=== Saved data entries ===

*****

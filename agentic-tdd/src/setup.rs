//! Preparing a kata work directory.
//!
//! Creates the directory, the project skeleton and the git repository, keeps the
//! `.agentic-tdd/` state directory out of version control and commits the
//! skeleton so every later commit is a TDD step.

use std::fs;
use std::path::Path;

use anyhow::{Context, Result};
use tracing::{debug, info, instrument};

use crate::core::types::CommitId;
use crate::io::STATE_DIR;
use crate::io::git::Git;
use crate::io::project::ProjectRunner;

const SKELETON_COMMIT: &str = "chore: initialize kata project";

/// Outcome of [`prepare_work_dir`].
#[derive(Debug, Clone, PartialEq, Eq)]
pub struct SetupOutcome {
    /// Commit created for the skeleton; `None` if the repository already had history.
    pub skeleton_commit: Option<CommitId>,
}

/// Make `work_dir` ready for a run. Idempotent.
#[instrument(skip_all, fields(work_dir = %work_dir.display()))]
pub fn prepare_work_dir<P: ProjectRunner>(work_dir: &Path, runner: &mut P) -> Result<SetupOutcome> {
    fs::create_dir_all(work_dir)
        .with_context(|| format!("create work directory {}", work_dir.display()))?;

    runner.initialize().context("initialize project skeleton")?;

    let git = Git::new(work_dir);
    git.init().context("initialize git repository")?;
    ensure_state_gitignore(&work_dir.join(STATE_DIR).join(".gitignore"))?;

    if git.head().is_ok() {
        debug!("repository already has history");
        return Ok(SetupOutcome {
            skeleton_commit: None,
        });
    }

    git.add_all()?;
    let commit = git.commit_staged(SKELETON_COMMIT)?;
    info!(commit = %commit, "kata project initialized");
    Ok(SetupOutcome {
        skeleton_commit: Some(commit),
    })
}

/// Ignore everything under the state directory, including the ignore file itself.
fn ensure_state_gitignore(path: &Path) -> Result<()> {
    if path.exists() {
        return Ok(());
    }
    let parent = path
        .parent()
        .with_context(|| format!("gitignore path missing parent {}", path.display()))?;
    fs::create_dir_all(parent).with_context(|| format!("create {}", parent.display()))?;
    fs::write(path, "*\n").with_context(|| format!("write {}", path.display()))
}

#[cfg(test)]
mod tests {
    use super::*;
    use crate::test_support::ScriptedProjectRunner;

    #[test]
    fn prepare_creates_repo_and_skeleton_commit_once() {
        let temp = tempfile::tempdir().expect("tempdir");
        let work_dir = temp.path().join("kata");
        let mut runner = ScriptedProjectRunner::new([]);
        fs::create_dir_all(work_dir.join("src")).expect("mkdir");
        fs::write(work_dir.join("src/lib.rs"), "").expect("write");

        let first = prepare_work_dir(&work_dir, &mut runner).expect("prepare");
        assert!(runner.initialized());
        assert!(first.skeleton_commit.is_some());

        let git = Git::new(&work_dir);
        assert_eq!(git.log_subjects().expect("log"), vec![SKELETON_COMMIT]);
        assert!(work_dir.join(STATE_DIR).join(".gitignore").exists());

        let second = prepare_work_dir(&work_dir, &mut runner).expect("prepare again");
        assert_eq!(second.skeleton_commit, None);
        assert_eq!(git.log_subjects().expect("log").len(), 1);
    }

    #[test]
    fn state_directory_is_not_committed() {
        let temp = tempfile::tempdir().expect("tempdir");
        let mut runner = ScriptedProjectRunner::new([]);
        fs::create_dir_all(temp.path().join(STATE_DIR)).expect("mkdir");
        fs::write(temp.path().join(STATE_DIR).join("config.toml"), "").expect("write");
        fs::write(temp.path().join("Cargo.toml"), "[package]\nname = \"k\"\n").expect("write");

        prepare_work_dir(temp.path(), &mut runner).expect("prepare");

        let tracked = std::process::Command::new("git")
            .args(["ls-files"])
            .current_dir(temp.path())
            .output()
            .expect("git ls-files");
        let tracked = String::from_utf8_lossy(&tracked.stdout);
        assert!(tracked.contains("Cargo.toml"));
        assert!(!tracked.contains(STATE_DIR), "{tracked}");
    }
}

*****

=== Problem ===
The data above must be reproduced in full, exactly as given.

=== Expected answer ===
filename agentic-tdd/src/setup.rs
//! Preparing a kata work directory.
//!
//! Creates the directory, the project skeleton and the git repository, keeps the
//! `.agentic-tdd/` state directory out of version control and commits the
//! skeleton so every later commit is a TDD step.

use std::fs;
use std::path::Path;

use anyhow::{Context, Result};
use tracing::{debug, info, instrument};

use crate::core::types::CommitId;
use crate::io::STATE_DIR;
use crate::io::git::Git;
use crate::io::project::ProjectRunner;

const SKELETON_COMMIT: &str = "chore: initialize kata project";

/// Outcome of [`prepare_work_dir`].
#[derive(Debug, Clone, PartialEq, Eq)]
pub struct SetupOutcome {
    /// Commit created for the skeleton; `None` if the repository already had history.
    pub skeleton_commit: Option<CommitId>,
}

/// Make `work_dir` ready for a run. Idempotent.
#[instrument(skip_all, fields(work_dir = %work_dir.display()))]
pub fn prepare_work_dir<P: ProjectRunner>(work_dir: &Path, runner: &mut P) -> Result<SetupOutcome> {
    fs::create_dir_all(work_dir)
        .with_context(|| format!("create work directory {}", work_dir.display()))?;

    runner.initialize().context("initialize project skeleton")?;

    let git = Git::new(work_dir);
    git.init().context("initialize git repository")?;
    ensure_state_gitignore(&work_dir.join(STATE_DIR).join(".gitignore"))?;

    if git.head().is_ok() {
        debug!("repository already has history");
        return Ok(SetupOutcome {
            skeleton_commit: None,
        });
    }

    git.add_all()?;
    let commit = git.commit_staged(SKELETON_COMMIT)?;
    info!(commit = %commit, "kata project initialized");
    Ok(SetupOutcome {
        skeleton_commit: Some(commit),
    })
}

/// Ignore everything under the state directory, including the ignore file itself.
fn ensure_state_gitignore(path: &Path) -> Result<()> {
    if path.exists() {
        return Ok(());
    }
    let parent = path
        .parent()
        .with_context(|| format!("gitignore path missing parent {}", path.display()))?;
    fs::create_dir_all(parent).with_context(|| format!("create {}", parent.display()))?;
    fs::write(path, "*\n").with_context(|| format!("write {}", path.display()))
}

#[cfg(test)]
mod tests {
    use super::*;
    use crate::test_support::ScriptedProjectRunner;

    #[test]
    fn prepare_creates_repo_and_skeleton_commit_once() {
        let temp = tempfile::tempdir().expect("tempdir");
        let work_dir = temp.path().join("kata");
        let mut runner = ScriptedProjectRunner::new([]);
        fs::create_dir_all(work_dir.join("src")).expect("mkdir");
        fs::write(work_dir.join("src/lib.rs"), "").expect("write");

        let first = prepare_work_dir(&work_dir, &mut runner).expect("prepare");
        assert!(runner.initialized());
        assert!(first.skeleton_commit.is_some());

        let git = Git::new(&work_dir);
        assert_eq!(git.log_subjects().expect("log"), vec![SKELETON_COMMIT]);
        assert!(work_dir.join(STATE_DIR).join(".gitignore").exists());

        let second = prepare_work_dir(&work_dir, &mut runner).expect("prepare again");
        assert_eq!(second.skeleton_commit, None);
        assert_eq!(git.log_subjects().expect("log").len(), 1);
    }

    #[test]
    fn state_directory_is_not_committed() {
        let temp = tempfile::tempdir().expect("tempdir");
        let mut runner = ScriptedProjectRunner::new([]);
        fs::create_dir_all(temp.path().join(STATE_DIR)).expect("mkdir");
        fs::write(temp.path().join(STATE_DIR).join("config.toml"), "").expect("write");
        fs::write(temp.path().join("Cargo.toml"), "[package]\nname = \"k\"\n").expect("write");

        prepare_work_dir(temp.path(), &mut runner).expect("prepare");

        let tracked = std::process::Command::new("git")
            .args(["ls-files"])
            .current_dir(temp.path())
            .output()
            .expect("git ls-files");
        let tracked = String::from_utf8_lossy(&tracked.stdout);
        assert!(tracked.contains("Cargo.toml"));
        assert!(!tracked.contains(STATE_DIR), "{tracked}");
    }
}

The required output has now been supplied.